[EXERCISE DETAILS] Pick every line from the data below that contains the string "health" and copy it.

(Collection entries)
#####
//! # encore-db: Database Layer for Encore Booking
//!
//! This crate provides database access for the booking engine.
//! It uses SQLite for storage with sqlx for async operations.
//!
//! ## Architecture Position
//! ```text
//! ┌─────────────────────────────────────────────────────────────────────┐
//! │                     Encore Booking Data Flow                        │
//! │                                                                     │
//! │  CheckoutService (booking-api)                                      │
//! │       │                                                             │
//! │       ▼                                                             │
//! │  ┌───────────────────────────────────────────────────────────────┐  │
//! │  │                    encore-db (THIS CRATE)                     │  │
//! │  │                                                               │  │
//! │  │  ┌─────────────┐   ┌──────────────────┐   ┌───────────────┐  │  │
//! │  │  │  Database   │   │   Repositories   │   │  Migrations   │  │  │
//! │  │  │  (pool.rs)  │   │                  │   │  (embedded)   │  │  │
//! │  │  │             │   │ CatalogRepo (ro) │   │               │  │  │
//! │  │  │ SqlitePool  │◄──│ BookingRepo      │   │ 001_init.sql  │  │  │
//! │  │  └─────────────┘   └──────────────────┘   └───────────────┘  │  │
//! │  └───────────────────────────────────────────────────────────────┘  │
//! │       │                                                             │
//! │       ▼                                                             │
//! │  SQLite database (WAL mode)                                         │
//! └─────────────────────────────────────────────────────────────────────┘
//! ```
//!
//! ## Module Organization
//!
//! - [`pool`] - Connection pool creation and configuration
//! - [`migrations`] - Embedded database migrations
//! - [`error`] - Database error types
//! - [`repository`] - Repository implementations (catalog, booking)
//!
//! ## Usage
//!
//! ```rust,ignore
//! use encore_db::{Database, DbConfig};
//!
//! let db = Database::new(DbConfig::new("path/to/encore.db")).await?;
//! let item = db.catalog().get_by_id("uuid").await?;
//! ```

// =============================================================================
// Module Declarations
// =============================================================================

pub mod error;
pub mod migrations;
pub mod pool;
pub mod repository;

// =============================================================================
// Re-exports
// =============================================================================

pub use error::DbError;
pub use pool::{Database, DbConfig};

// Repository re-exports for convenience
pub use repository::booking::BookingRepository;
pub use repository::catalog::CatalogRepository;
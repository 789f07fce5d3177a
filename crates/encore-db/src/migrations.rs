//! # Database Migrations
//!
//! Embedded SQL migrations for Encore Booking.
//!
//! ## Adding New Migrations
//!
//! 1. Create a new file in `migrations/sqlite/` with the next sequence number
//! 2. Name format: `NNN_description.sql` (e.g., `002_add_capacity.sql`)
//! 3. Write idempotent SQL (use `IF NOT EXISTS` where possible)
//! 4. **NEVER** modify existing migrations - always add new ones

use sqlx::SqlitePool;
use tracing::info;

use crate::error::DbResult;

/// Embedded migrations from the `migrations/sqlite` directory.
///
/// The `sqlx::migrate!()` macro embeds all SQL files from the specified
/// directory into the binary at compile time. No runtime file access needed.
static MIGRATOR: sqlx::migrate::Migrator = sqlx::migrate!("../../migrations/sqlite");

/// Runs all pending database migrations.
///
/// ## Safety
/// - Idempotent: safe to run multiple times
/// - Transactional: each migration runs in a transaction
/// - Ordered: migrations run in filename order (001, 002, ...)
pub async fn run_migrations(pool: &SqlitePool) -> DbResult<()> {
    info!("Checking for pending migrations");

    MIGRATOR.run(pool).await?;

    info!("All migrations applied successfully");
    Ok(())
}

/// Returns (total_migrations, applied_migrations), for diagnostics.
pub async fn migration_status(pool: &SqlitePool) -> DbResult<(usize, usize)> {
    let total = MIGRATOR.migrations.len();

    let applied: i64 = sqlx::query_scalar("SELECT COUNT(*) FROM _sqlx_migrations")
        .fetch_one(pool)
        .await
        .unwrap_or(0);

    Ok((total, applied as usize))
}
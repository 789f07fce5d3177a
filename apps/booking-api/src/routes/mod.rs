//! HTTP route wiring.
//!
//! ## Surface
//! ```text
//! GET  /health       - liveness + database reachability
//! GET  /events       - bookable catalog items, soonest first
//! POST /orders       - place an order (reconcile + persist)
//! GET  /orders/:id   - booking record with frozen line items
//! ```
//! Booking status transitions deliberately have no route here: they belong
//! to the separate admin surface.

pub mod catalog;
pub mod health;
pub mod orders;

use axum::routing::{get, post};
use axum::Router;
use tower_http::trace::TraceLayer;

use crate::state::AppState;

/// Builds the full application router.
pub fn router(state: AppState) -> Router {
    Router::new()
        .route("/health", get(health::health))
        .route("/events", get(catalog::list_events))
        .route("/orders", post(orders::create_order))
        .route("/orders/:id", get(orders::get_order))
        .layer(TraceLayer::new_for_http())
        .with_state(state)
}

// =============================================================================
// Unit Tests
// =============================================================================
#####
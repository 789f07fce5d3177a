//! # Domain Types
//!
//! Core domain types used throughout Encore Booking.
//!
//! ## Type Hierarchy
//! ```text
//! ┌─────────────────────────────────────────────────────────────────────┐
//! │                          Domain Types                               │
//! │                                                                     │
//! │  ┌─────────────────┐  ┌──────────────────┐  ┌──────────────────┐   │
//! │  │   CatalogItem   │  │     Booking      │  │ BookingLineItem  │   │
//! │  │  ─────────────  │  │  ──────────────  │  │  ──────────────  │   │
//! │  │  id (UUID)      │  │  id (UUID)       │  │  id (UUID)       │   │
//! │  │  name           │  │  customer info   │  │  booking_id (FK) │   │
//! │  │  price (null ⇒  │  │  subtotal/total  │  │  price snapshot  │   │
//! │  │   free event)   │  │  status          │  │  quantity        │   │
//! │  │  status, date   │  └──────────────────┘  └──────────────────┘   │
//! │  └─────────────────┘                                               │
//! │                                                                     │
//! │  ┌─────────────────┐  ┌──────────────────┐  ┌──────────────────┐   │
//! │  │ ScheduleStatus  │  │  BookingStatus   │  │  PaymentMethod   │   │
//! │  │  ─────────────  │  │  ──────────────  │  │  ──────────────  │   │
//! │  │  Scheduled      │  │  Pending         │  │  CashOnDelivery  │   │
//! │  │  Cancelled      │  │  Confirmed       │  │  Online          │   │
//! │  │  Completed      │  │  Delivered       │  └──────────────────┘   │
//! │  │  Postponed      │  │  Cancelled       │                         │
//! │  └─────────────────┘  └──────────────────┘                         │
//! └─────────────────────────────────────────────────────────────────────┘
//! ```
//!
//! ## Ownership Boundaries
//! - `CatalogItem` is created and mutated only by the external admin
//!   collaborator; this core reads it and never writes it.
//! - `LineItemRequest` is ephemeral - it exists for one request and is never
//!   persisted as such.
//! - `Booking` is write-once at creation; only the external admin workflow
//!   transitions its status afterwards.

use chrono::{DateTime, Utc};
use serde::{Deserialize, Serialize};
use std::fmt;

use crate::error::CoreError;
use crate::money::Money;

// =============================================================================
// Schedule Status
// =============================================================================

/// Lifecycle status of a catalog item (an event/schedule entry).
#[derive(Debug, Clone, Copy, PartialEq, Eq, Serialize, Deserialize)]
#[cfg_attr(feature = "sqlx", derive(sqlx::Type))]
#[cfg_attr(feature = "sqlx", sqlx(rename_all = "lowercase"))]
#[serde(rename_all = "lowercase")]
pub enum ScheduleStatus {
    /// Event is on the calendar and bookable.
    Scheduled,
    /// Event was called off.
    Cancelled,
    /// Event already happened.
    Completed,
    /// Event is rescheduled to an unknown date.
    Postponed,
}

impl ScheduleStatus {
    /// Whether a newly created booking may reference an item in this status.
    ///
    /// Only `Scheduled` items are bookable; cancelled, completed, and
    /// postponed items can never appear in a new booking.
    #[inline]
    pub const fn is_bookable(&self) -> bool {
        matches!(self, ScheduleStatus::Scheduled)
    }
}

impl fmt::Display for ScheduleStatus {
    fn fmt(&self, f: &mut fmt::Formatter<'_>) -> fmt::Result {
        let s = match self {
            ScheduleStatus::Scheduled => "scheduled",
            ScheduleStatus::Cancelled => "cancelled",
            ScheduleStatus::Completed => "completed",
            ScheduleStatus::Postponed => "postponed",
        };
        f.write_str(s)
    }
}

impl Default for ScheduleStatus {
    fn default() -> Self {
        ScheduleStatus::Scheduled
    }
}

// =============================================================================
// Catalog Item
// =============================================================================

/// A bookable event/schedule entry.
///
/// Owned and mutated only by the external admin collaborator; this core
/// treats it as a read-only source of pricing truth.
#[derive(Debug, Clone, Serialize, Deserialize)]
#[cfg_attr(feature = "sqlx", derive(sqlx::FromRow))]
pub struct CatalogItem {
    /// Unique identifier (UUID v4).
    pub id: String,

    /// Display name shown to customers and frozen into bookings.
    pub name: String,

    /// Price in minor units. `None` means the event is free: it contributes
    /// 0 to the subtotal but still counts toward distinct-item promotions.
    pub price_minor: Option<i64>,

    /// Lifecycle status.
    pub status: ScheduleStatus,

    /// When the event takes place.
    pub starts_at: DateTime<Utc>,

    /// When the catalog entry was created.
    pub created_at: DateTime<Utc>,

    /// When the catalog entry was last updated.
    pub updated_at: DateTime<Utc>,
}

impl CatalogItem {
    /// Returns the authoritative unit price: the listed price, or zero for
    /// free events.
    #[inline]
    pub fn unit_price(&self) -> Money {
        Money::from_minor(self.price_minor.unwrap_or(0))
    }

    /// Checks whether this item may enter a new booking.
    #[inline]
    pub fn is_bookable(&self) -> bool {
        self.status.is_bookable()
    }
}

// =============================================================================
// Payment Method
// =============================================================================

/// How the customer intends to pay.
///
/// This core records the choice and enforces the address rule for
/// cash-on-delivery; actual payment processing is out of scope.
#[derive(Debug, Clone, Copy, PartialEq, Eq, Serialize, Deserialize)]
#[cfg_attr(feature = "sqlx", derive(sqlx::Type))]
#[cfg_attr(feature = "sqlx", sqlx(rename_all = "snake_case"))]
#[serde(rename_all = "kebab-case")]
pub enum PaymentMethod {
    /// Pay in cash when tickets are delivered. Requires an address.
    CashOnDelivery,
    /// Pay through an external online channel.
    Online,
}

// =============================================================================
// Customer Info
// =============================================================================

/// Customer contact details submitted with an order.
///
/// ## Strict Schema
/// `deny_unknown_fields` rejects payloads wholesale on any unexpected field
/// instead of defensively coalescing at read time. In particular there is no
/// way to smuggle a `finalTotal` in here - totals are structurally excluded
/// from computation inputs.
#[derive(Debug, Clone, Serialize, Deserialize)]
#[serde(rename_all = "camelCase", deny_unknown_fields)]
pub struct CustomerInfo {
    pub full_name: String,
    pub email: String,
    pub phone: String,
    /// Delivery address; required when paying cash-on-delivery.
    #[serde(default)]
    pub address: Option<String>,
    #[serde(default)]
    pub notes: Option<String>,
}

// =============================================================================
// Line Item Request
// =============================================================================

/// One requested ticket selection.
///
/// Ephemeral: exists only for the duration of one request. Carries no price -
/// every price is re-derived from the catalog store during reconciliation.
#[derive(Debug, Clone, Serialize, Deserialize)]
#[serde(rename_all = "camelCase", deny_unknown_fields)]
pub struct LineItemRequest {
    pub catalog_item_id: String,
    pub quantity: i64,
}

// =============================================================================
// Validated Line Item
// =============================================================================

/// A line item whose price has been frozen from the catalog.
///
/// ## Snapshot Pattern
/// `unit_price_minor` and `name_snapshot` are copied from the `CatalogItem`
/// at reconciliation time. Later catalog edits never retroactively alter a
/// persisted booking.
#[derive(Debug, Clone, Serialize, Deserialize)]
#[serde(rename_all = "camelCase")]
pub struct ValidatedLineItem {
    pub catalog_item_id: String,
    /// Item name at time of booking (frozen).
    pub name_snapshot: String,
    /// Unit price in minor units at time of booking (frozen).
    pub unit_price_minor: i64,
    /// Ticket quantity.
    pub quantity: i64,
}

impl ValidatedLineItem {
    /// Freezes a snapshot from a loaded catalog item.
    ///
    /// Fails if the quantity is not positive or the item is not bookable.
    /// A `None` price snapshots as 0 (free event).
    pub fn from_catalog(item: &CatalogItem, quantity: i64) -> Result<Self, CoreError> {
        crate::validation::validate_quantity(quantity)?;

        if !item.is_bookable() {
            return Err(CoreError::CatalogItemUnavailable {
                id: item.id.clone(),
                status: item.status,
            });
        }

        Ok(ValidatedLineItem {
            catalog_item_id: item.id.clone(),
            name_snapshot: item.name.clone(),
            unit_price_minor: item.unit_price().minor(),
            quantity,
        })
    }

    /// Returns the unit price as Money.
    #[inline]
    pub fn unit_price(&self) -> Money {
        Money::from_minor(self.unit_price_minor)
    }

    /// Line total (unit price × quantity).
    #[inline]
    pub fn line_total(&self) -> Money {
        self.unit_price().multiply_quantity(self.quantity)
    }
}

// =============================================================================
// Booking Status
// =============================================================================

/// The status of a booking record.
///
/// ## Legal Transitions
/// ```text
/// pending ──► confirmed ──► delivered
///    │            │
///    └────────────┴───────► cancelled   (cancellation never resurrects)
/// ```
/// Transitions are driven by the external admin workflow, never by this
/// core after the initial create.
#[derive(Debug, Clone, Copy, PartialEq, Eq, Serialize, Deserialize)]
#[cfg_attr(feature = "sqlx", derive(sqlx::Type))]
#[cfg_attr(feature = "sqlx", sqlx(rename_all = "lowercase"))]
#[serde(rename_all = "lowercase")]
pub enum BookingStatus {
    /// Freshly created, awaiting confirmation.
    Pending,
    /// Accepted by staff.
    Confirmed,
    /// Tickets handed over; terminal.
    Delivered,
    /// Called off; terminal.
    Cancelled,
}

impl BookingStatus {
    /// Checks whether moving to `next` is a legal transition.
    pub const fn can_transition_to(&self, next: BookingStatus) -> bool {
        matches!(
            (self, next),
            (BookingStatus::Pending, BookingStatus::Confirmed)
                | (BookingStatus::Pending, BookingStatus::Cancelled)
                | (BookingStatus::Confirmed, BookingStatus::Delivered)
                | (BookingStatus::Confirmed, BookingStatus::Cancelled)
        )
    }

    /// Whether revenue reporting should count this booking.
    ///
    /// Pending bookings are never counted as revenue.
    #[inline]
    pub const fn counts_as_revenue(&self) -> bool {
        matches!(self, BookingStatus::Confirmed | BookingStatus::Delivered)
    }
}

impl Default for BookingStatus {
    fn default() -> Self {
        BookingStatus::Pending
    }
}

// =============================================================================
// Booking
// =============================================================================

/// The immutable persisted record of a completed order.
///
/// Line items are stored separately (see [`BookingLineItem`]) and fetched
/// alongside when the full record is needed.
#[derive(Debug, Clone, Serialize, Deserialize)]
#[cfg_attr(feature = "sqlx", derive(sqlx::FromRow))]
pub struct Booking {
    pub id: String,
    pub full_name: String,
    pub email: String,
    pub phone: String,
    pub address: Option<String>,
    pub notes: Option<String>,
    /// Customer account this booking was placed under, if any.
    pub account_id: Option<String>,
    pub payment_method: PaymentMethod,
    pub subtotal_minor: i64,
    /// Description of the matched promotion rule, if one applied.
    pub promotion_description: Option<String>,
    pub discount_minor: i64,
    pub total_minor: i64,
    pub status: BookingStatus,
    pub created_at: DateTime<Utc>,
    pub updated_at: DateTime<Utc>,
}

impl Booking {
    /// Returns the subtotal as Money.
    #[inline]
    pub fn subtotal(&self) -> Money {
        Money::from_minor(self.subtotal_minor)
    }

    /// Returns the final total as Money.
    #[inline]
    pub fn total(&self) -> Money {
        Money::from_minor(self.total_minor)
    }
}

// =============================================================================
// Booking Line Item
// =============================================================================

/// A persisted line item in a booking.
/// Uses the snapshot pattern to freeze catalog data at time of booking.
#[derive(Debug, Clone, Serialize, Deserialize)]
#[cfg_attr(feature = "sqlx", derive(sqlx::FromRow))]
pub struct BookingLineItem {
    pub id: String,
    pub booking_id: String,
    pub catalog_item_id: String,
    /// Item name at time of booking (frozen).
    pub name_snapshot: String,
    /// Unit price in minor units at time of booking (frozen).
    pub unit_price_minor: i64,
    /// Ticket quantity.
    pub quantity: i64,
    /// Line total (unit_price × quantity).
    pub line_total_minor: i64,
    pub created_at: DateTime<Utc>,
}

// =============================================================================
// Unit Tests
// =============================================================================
#####
[PROBLEM SOLUTION]
//! GET  /health       - liveness + database reachability
pub mod health;
        .route("/health", get(health::health))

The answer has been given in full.